Entries taken from a collection
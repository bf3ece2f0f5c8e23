//! Best-effort patient notifications.
//!
//! Delivery failures never propagate: each channel logs and reports a
//! boolean outcome. Email and SMS for one operation run concurrently.

pub mod email;
pub mod sms;

use thiserror::Error;

use crate::config::AppConfig;
use crate::models::{Channel, NotificationOutcome, Notifications};

pub use email::{
    ArtifactStore, EmailChannel, EmailMessage, EmailTransport, HttpEmailTransport, MailEnvelope,
};
pub use sms::{normalize_phone, SmsChannel, SmsTransport, TwilioSmsTransport};

#[derive(Error, Debug)]
pub enum NotificationError {
    #[error("Transport error: {0}")]
    Transport(String),

    #[error("Provider rejected message ({status}): {body}")]
    Rejected { status: u16, body: String },
}

/// SMS request from the orchestrator.
#[derive(Debug, Clone)]
pub struct SmsMessage {
    pub to: String,
    pub body: String,
}

/// Fans one operation's notifications out to both channels.
#[derive(Clone)]
pub struct NotificationDispatcher {
    email: EmailChannel,
    sms: SmsChannel,
}

impl NotificationDispatcher {
    pub fn new(email: EmailChannel, sms: SmsChannel) -> Self {
        Self { email, sms }
    }

    pub fn from_config(config: &AppConfig) -> Self {
        let store = ArtifactStore::new(config.artifacts.output_dir.clone());
        Self::new(
            EmailChannel::from_config(config.mail.as_ref(), store),
            SmsChannel::from_config(config.sms.as_ref()),
        )
    }

    pub fn email(&self) -> &EmailChannel {
        &self.email
    }

    pub fn sms(&self) -> &SmsChannel {
        &self.sms
    }

    /// Send whichever messages are present, concurrently. A missing
    /// message counts as undelivered on its channel.
    pub async fn dispatch(
        &self,
        operation: &str,
        email: Option<EmailMessage>,
        sms: Option<SmsMessage>,
    ) -> Notifications {
        let email_fut = async {
            match email {
                Some(message) => self.email.send(message).await,
                None => NotificationOutcome::dropped(Channel::Email),
            }
        };
        let sms_fut = async {
            match &sms {
                Some(message) => self.sms.send(&message.to, &message.body, operation).await,
                None => NotificationOutcome::dropped(Channel::Sms),
            }
        };

        let (email_outcome, sms_outcome) = tokio::join!(email_fut, sms_fut);
        tracing::debug!(
            operation,
            email = email_outcome.delivered,
            sms = sms_outcome.delivered,
            "Notifications dispatched"
        );
        Notifications::from_outcomes(email_outcome, sms_outcome)
    }
}
use std::sync::{Arc, LazyLock};

use async_trait::async_trait;
use regex::Regex;
use serde::Deserialize;

use super::NotificationError;
use crate::config::SmsConfig;
use crate::models::{Channel, NotificationOutcome};

/// Prepended to every outgoing text.
pub const SMS_PREFIX: &str = "[EHR System] ";

/// Carrier limit for a single concatenated message.
pub const MAX_SMS_CHARS: usize = 1600;

static E164: LazyLock<Regex> = LazyLock::new(|| Regex::new(r"^\+\d{10,15}$").unwrap());

/// Strip everything but digits, prefix `+`, and accept only 10–15 digits.
pub fn normalize_phone(raw: &str) -> Option<String> {
    let digits: String = raw.chars().filter(|c| c.is_ascii_digit()).collect();
    let candidate = format!("+{digits}");
    E164.is_match(&candidate).then_some(candidate)
}

/// Prefix and cap an SMS body.
pub fn format_body(message: &str) -> String {
    format!("{SMS_PREFIX}{message}")
        .chars()
        .take(MAX_SMS_CHARS)
        .collect()
}

/// Carrier-side delivery. Returns the provider message id.
#[async_trait]
pub trait SmsTransport: Send + Sync {
    async fn send(&self, to: &str, body: &str) -> Result<String, NotificationError>;
}

/// SMS delivery channel. `Disabled` is chosen once at startup when
/// credentials are missing and never attempts a send.
#[derive(Clone)]
pub enum SmsChannel {
    Enabled(Arc<dyn SmsTransport>),
    Disabled,
}

impl SmsChannel {
    pub fn from_config(config: Option<&SmsConfig>) -> Self {
        match config {
            Some(config) => match TwilioSmsTransport::new(config.clone()) {
                Ok(transport) => {
                    tracing::info!("SMS transport initialized");
                    Self::Enabled(Arc::new(transport))
                }
                Err(e) => {
                    tracing::error!(
                        error = %e,
                        "SMS transport initialization failed, SMS disabled"
                    );
                    Self::Disabled
                }
            },
            None => {
                tracing::warn!("SMS credentials not configured, SMS disabled");
                Self::Disabled
            }
        }
    }

    pub fn is_enabled(&self) -> bool {
        matches!(self, Self::Enabled(_))
    }

    /// Best-effort send. Every failure is logged and reported as undelivered.
    pub async fn send(&self, to: &str, message: &str, operation: &str) -> NotificationOutcome {
        let transport = match self {
            Self::Enabled(transport) => transport,
            Self::Disabled => {
                tracing::warn!(operation, "SMS not sent, transport not configured");
                return NotificationOutcome::dropped(Channel::Sms);
            }
        };

        if to.is_empty() || message.is_empty() {
            tracing::warn!(operation, "SMS not sent, missing recipient or message");
            return NotificationOutcome::dropped(Channel::Sms);
        }

        let Some(number) = normalize_phone(to) else {
            tracing::warn!(operation, "SMS not sent, invalid phone number format");
            return NotificationOutcome::dropped(Channel::Sms);
        };

        match transport.send(&number, &format_body(message)).await {
            Ok(sid) => {
                tracing::info!(operation, sid = sid.as_str(), "SMS sent");
                NotificationOutcome::delivered(Channel::Sms)
            }
            Err(e) => {
                tracing::error!(operation, error = %e, "SMS delivery failed");
                NotificationOutcome::dropped(Channel::Sms)
            }
        }
    }
}

// ─── Twilio transport ─────────────────────────────────────────────────────────

/// Twilio Messages API client.
pub struct TwilioSmsTransport {
    client: reqwest::Client,
    config: SmsConfig,
}

#[derive(Deserialize)]
struct MessageResponse {
    sid: String,
}

impl TwilioSmsTransport {
    pub fn new(config: SmsConfig) -> Result<Self, NotificationError> {
        let client = reqwest::Client::builder()
            .timeout(std::time::Duration::from_secs(15))
            .build()
            .map_err(|e| NotificationError::Transport(e.to_string()))?;
        Ok(Self { client, config })
    }

    fn messages_url(&self) -> String {
        format!(
            "{}/2010-04-01/Accounts/{}/Messages.json",
            self.config.api_base.trim_end_matches('/'),
            self.config.account_sid
        )
    }
}

#[async_trait]
impl SmsTransport for TwilioSmsTransport {
    async fn send(&self, to: &str, body: &str) -> Result<String, NotificationError> {
        let form = [
            ("To", to),
            ("From", self.config.from_number.as_str()),
            ("Body", body),
        ];

        let response = self
            .client
            .post(self.messages_url())
            .basic_auth(&self.config.account_sid, Some(&self.config.auth_token))
            .form(&form)
            .send()
            .await
            .map_err(|e| NotificationError::Transport(e.to_string()))?;

        let status = response.status();
        if !status.is_success() {
            let body = response.text().await.unwrap_or_default();
            return Err(NotificationError::Rejected {
                status: status.as_u16(),
                body,
            });
        }

        let parsed: MessageResponse = response
            .json()
            .await
            .map_err(|e| NotificationError::Transport(e.to_string()))?;
        Ok(parsed.sid)
    }
}

#[cfg(test)]
mod tests {
    use super::*;
    use crate::notify::testing::RecordingSms;

    #[test]
    fn rejects_short_numbers() {
        assert!(normalize_phone("12345").is_none());
    }

    #[test]
    fn accepts_international_number() {
        assert_eq!(
            normalize_phone("+917735030422").as_deref(),
            Some("+917735030422")
        );
    }

    #[test]
    fn strips_formatting() {
        assert_eq!(
            normalize_phone("+1 (555) 010-2030").as_deref(),
            Some("+15550102030")
        );
        assert_eq!(normalize_phone("919900011122").as_deref(), Some("+919900011122"));
    }

    #[test]
    fn rejects_too_long() {
        assert!(normalize_phone("+1234567890123456").is_none());
    }

    #[test]
    fn body_prefixed_and_capped() {
        assert_eq!(format_body("hi"), "[EHR System] hi");
        let long = "x".repeat(5000);
        assert_eq!(format_body(&long).chars().count(), MAX_SMS_CHARS);
    }

    #[test]
    fn messages_url_uses_account() {
        let transport = TwilioSmsTransport::new(SmsConfig {
            api_base: "https://api.twilio.com/".into(),
            account_sid: "AC123".into(),
            auth_token: "tok".into(),
            from_number: "+15550001111".into(),
        })
        .unwrap();
        assert_eq!(
            transport.messages_url(),
            "https://api.twilio.com/2010-04-01/Accounts/AC123/Messages.json"
        );
    }

    #[tokio::test]
    async fn disabled_channel_never_sends() {
        let outcome = SmsChannel::Disabled.send("+917735030422", "hello", "test").await;
        assert!(!outcome.delivered);
        assert_eq!(outcome.channel, Channel::Sms);
    }

    #[tokio::test]
    async fn invalid_number_short_circuits() {
        let sms = RecordingSms::new();
        let channel = SmsChannel::Enabled(sms.clone());
        let outcome = channel.send("12345", "hello", "test").await;
        assert!(!outcome.delivered);
        assert!(sms.sent().is_empty());
    }

    #[tokio::test]
    async fn valid_number_sent_with_prefix() {
        let sms = RecordingSms::new();
        let channel = SmsChannel::Enabled(sms.clone());
        let outcome = channel.send("+91 77350 30422", "hello", "test").await;
        assert!(outcome.delivered);
        assert_eq!(
            sms.sent(),
            vec![("+917735030422".to_string(), "[EHR System] hello".to_string())]
        );
    }

    #[tokio::test]
    async fn transport_failure_reported_not_raised() {
        let sms = RecordingSms::failing();
        let channel = SmsChannel::Enabled(sms.clone());
        let outcome = channel.send("+917735030422", "hello", "test").await;
        assert!(!outcome.delivered);
        assert_eq!(sms.sent().len(), 1);
    }

    #[test]
    fn missing_config_disables_channel() {
        assert!(!SmsChannel::from_config(None).is_enabled());
    }
}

• [What you will do]: Look back at the entries above and repeat, unchanged, every line from the line holding "use crate::config::AppConfig;" through the line holding "concurrently. A missing".

• [Answer to this exercise]:
use crate::config::AppConfig;
use crate::models::{Channel, NotificationOutcome, Notifications};

pub use email::{
    ArtifactStore, EmailChannel, EmailMessage, EmailTransport, HttpEmailTransport, MailEnvelope,
};
pub use sms::{normalize_phone, SmsChannel, SmsTransport, TwilioSmsTransport};

#[derive(Error, Debug)]
pub enum NotificationError {
    #[error("Transport error: {0}")]
    Transport(String),

    #[error("Provider rejected message ({status}): {body}")]
    Rejected { status: u16, body: String },
}

/// SMS request from the orchestrator.
#[derive(Debug, Clone)]
pub struct SmsMessage {
    pub to: String,
    pub body: String,
}

/// Fans one operation's notifications out to both channels.
#[derive(Clone)]
pub struct NotificationDispatcher {
    email: EmailChannel,
    sms: SmsChannel,
}

impl NotificationDispatcher {
    pub fn new(email: EmailChannel, sms: SmsChannel) -> Self {
        Self { email, sms }
    }

    pub fn from_config(config: &AppConfig) -> Self {
        let store = ArtifactStore::new(config.artifacts.output_dir.clone());
        Self::new(
            EmailChannel::from_config(config.mail.as_ref(), store),
            SmsChannel::from_config(config.sms.as_ref()),
        )
    }

    pub fn email(&self) -> &EmailChannel {
        &self.email
    }

    pub fn sms(&self) -> &SmsChannel {
        &self.sms
    }

    /// Send whichever messages are present, concurrently. A missing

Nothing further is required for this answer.